In mathematics, inverse matrices are a pair of matrices that, when multiplied together, yield the identity matrix. The identity matrix is like a "do-nothing" transformation in matrix operations. It is very similar to multiplying a number by one, leaving the number unchanged. When two matrices are inverses, multiplying one by the other effectively "undoes" the transformations applied by each matrix.

In the context of the given problem, the rotation matrices for 90° and 270° are inverses, since their product is the identity matrix:

• The 90° rotation matrix: \(\begin{bmatrix} 0 & -1 \ 1 & 0 \end{bmatrix}\)
• The 270° rotation matrix:\(\begin{bmatrix} 0 & 1 \ -1 & 0 \end{bmatrix}\)

By calculating their product, you can see the result is indeed the identity matrix, confirming their inverse relationship. Understanding inverse matrices helps in reversing transformations, which is crucial in solving many geometric and algebraic problems.

Rotation matrices are fundamental when it comes to transforming coordinates in a plane, typically rotating points around the origin. A rotation matrix is structured to shift points around the origin by a specific angle without altering their distance from the origin.

For example, a counterclockwise rotation through 90°: \[\begin{bmatrix} 0 & -1 \ 1 & 0 \end{bmatrix}\]and 270°:\[\begin{bmatrix} 0 & 1 \ -1 & 0 \end{bmatrix}\]Reflect how these matrices organize their numbers to achieve their specific transformations.

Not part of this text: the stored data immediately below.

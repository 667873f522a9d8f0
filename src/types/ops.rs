// Copyright (c) 2025 Deephaven Client Contributors
//
// Licensed under the Apache License, Version 2.0 (the "License");
// you may not use this file except in compliance with the License.
// You may obtain a copy of the License at
//
//     http://www.apache.org/licenses/LICENSE-2.0
//
// Unless required by applicable law or agreed to in writing, software
// distributed under the License is distributed on an "AS IS" BASIS,
// WITHOUT WARRANTIES OR CONDITIONS OF ANY KIND, either express or implied.
// See the License for the specific language governing permissions and
// limitations under the License.

//! Operation descriptors for table-producing transforms.
//!
//! These describe WHAT the server should compute; the semantics of the
//! computation belong to the server. Source tables are referenced by their
//! client-assigned handle ids.

use serde::{Deserialize, Serialize};

#[derive(Debug, Clone, Copy, PartialEq, Eq, Serialize, Deserialize)]
pub enum SortDirection {
    Ascending,
    Descending,
}

#[derive(Debug, Clone, PartialEq, Eq, Serialize, Deserialize)]
pub struct SortDescriptor {
    pub column: String,
    pub direction: SortDirection,
}

impl SortDescriptor {
    pub fn ascending(column: impl Into<String>) -> Self {
        Self {
            column: column.into(),
            direction: SortDirection::Ascending,
        }
    }

    pub fn descending(column: impl Into<String>) -> Self {
        Self {
            column: column.into(),
            direction: SortDirection::Descending,
        }
    }
}

#[derive(Debug, Clone, Copy, PartialEq, Eq, Serialize, Deserialize)]
pub enum JoinKind {
    Natural,
    Exact,
    Left,
    AsOf,
}

#[derive(Debug, Clone, Copy, PartialEq, Eq, Serialize, Deserialize)]
pub enum AggregateOp {
    Sum,
    Min,
    Max,
    Avg,
    Count,
    First,
    Last,
    Std,
    Var,
}

#[derive(Debug, Clone, PartialEq, Eq, Serialize, Deserialize)]
pub struct AggregateDescriptor {
    pub op: AggregateOp,
    pub column: String,
}

impl AggregateDescriptor {
    pub fn new(op: AggregateOp, column: impl Into<String>) -> Self {
        Self {
            op,
            column: column.into(),
        }
    }
}

/// A table-producing transform, shipped to the server in a batch request.
#[derive(Debug, Clone, PartialEq, Serialize, Deserialize)]
pub enum TableOperation {
    Where {
        filters: Vec<String>,
    },
    Select {
        columns: Vec<String>,
    },
    Update {
        columns: Vec<String>,
    },
    View {
        columns: Vec<String>,
    },
    DropColumns {
        columns: Vec<String>,
    },
    Sort {
        sorts: Vec<SortDescriptor>,
    },
    Head {
        rows: i64,
    },
    Tail {
        rows: i64,
    },
    Join {
        kind: JoinKind,
        right_id: i64,
        on: Vec<String>,
        joins: Vec<String>,
    },
    Aggregate {
        aggregates: Vec<AggregateDescriptor>,
        group_by: Vec<String>,
    },
    Merge {
        source_ids: Vec<i64>,
    },
    Snapshot {
        trigger_id: i64,
        stamp_columns: Vec<String>,
        do_initial: bool,
    },
    Freeze,
    Ungroup {
        columns: Vec<String>,
    },
}

impl TableOperation {
    /// Short name for logging.
    pub fn kind(&self) -> &'static str {
        match self {
            TableOperation::Where { .. } => "where",
            TableOperation::Select { .. } => "select",
            TableOperation::Update { .. } => "update",
            TableOperation::View { .. } => "view",
            TableOperation::DropColumns { .. } => "drop_columns",
            TableOperation::Sort { .. } => "sort",
            TableOperation::Head { .. } => "head",
            TableOperation::Tail { .. } => "tail",
            TableOperation::Join { .. } => "join",
            TableOperation::Aggregate { .. } => "aggregate",
            TableOperation::Merge { .. } => "merge",
            TableOperation::Snapshot { .. } => "snapshot",
            TableOperation::Freeze => "freeze",
            TableOperation::Ungroup { .. } => "ungroup",
        }
    }
}
// Copyright (c) 2025 Deephaven Client Contributors
//
// Licensed under the Apache License, Version 2.0 (the "License");
// you may not use this file except in compliance with the License.
// You may obtain a copy of the License at
//
//     http://www.apache.org/licenses/LICENSE-2.0
//
// Unless required by applicable law or agreed to in writing, software
// distributed under the License is distributed on an "AS IS" BASIS,
// WITHOUT WARRANTIES OR CONDITIONS OF ANY KIND, either express or implied.
// See the License for the specific language governing permissions and
// limitations under the License.

use crate::state::{TableScope, TableState};
use std::sync::atomic::{AtomicBool, AtomicU64, Ordering};
use std::sync::{Arc, Weak};
use tracing::trace;

static NEXT_TRACKER_ID: AtomicU64 = AtomicU64::new(1);

/// One claim on a [`TableState`], owned by a [`TableScope`].
///
/// Disposal is idempotent; `Drop` is the deterministic backstop for claims
/// that were never explicitly disposed.
pub struct TableTracker {
    id: u64,
    state: Arc<TableState>,
    scope: Weak<TableScope>,
    disposed: AtomicBool,
}

impl TableTracker {
    /// Register with the scope first, then attach to the state, so the scope
    /// can always reach a tracker whose claim is counted.
    pub(crate) fn create(scope: &Arc<TableScope>, state: Arc<TableState>) -> Arc<Self> {
        let tracker = Arc::new(Self {
            id: NEXT_TRACKER_ID.fetch_add(1, Ordering::Relaxed),
            state,
            scope: Arc::downgrade(scope),
            disposed: AtomicBool::new(false),
        });
        let registered = scope.register(&tracker);
        let attached = registered && tracker.state.add_tracker(tracker.id);
        if !attached {
            // Scope already disposed or state already released; the claim
            // never took effect.
            tracker.disposed.store(true, Ordering::Release);
            if registered {
                scope.unregister(tracker.id);
            }
        }
        tracker
    }

    pub fn id(&self) -> u64 {
        self.id
    }

    pub fn state(&self) -> &Arc<TableState> {
        &self.state
    }

    pub fn is_disposed(&self) -> bool {
        self.disposed.load(Ordering::Acquire)
    }

    /// Detach the claim. Idempotent across explicit calls and Drop.
    pub fn dispose(&self) {
        if self.disposed.swap(true, Ordering::AcqRel) {
            return;
        }
        trace!(
            tracker_id = self.id,
            client_id = self.state.client_id(),
            "disposing tracker"
        );
        if let Some(scope) = self.scope.upgrade() {
            scope.unregister(self.id);
        }
        self.state.remove_tracker(self.id);
    }
}

impl Drop for TableTracker {
    fn drop(&mut self) {
        self.dispose();
    }
}

impl std::fmt::Debug for TableTracker {
    fn fmt(&self, f: &mut std::fmt::Formatter<'_>) -> std::fmt::Result {
        f.debug_struct("TableTracker")
            .field("id", &self.id)
            .field("client_id", &self.state.client_id())
            .field("disposed", &self.is_disposed())
            .finish()
    }
}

Rotation matrices are powerful tools used not only in pure mathematics but also in computer graphics, robotics, and engineering. Each matrix preserves the length of the vector being rotated, maintaining the integrity of shapes and their dimensions.

The identity matrix is a special type of matrix that acts as the multiplicative "neutral" element in matrix operations. Just like multiplying a number by one doesn’t change the number, multiplying a matrix by the identity matrix doesn’t alter the original matrix. The identity matrix for a 2x2 system looks like this:\[\begin{bmatrix} 1 & 0 \ 0 & 1 \end{bmatrix}\]

It works as if saying, "I've done nothing to this matrix." When you multiply a transformation matrix by its inverse, the outcome is the identity matrix, confirming their inverse nature. This principle proves invaluable in geometry and algebra because it allows transformations to be undone, ensuring that the original data or shape can be recovered after transformations.

A counterclockwise rotation involves turning a vector or shape about the origin, in a direction opposite to the movement of the hands of a clock. This type of rotation is common in standard mathematical and geometric transformations. For instance, a 90° counterclockwise rotation twists the vectors by a quarter turn to the left from their starting positions.

In the given problem:

• The 90° rotation matrix transforms a vector point by 90° counterclockwise.
• The 270° rotation matrix achieves what a 90° clockwise rotation would, due to the cumulative effect.

Visualizing these rotations on a coordinate grid provides insight into operation of matrices. Rotations, especially counterclockwise, are vital in graphics, animations, and design modeling, aiding in how objects and shapes are manipulated within a specified space. Understanding these can enhance spatial reasoning and provide clarity on how geometric transformations apply practically.